[Stored items]
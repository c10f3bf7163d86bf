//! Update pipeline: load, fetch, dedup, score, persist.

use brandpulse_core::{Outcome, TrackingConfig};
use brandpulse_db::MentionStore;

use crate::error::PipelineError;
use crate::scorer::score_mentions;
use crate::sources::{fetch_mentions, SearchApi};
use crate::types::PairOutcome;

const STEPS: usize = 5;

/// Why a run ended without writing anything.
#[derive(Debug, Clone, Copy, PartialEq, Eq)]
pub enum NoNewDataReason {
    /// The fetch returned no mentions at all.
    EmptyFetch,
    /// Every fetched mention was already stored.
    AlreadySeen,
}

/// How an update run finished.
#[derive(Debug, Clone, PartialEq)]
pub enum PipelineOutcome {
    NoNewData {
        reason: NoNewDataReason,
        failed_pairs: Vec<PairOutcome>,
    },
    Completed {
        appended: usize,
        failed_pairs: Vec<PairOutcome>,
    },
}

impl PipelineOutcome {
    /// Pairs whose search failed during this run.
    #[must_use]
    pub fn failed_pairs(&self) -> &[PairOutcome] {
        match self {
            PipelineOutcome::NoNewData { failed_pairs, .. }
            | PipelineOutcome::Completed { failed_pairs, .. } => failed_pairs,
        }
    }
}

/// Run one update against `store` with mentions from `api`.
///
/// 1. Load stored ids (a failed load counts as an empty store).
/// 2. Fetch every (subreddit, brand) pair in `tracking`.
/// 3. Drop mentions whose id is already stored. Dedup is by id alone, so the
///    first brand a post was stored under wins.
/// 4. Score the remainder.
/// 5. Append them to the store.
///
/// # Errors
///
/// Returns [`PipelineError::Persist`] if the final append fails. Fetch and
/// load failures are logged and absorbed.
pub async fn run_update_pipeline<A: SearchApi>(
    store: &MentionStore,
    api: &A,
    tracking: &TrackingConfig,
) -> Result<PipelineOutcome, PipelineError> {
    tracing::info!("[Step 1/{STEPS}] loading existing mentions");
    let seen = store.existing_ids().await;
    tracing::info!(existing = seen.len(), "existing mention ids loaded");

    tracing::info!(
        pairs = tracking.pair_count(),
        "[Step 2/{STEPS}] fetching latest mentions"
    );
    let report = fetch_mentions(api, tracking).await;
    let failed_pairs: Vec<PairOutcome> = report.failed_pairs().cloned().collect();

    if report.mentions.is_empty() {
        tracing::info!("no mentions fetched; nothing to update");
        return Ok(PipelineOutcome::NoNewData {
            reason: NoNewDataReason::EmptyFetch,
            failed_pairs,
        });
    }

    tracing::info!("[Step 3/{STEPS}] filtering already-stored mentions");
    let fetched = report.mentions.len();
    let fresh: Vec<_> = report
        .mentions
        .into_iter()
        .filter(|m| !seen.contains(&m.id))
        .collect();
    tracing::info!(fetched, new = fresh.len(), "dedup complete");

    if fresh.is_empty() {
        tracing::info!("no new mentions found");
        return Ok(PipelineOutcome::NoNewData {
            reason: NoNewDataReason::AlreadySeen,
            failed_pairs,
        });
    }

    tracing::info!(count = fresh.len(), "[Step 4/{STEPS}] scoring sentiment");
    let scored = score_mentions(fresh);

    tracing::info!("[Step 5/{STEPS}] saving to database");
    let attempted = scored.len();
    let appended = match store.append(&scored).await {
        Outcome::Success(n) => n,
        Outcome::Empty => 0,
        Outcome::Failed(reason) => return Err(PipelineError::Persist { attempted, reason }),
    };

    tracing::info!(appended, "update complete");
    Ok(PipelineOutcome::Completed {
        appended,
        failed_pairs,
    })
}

= WHAT IS EXPECTED =
All lines in the entries above that include "TrackingConfig" should be found and copied.

= COMPLETED TASK =
use brandpulse_core::{Outcome, TrackingConfig};
    tracking: &TrackingConfig,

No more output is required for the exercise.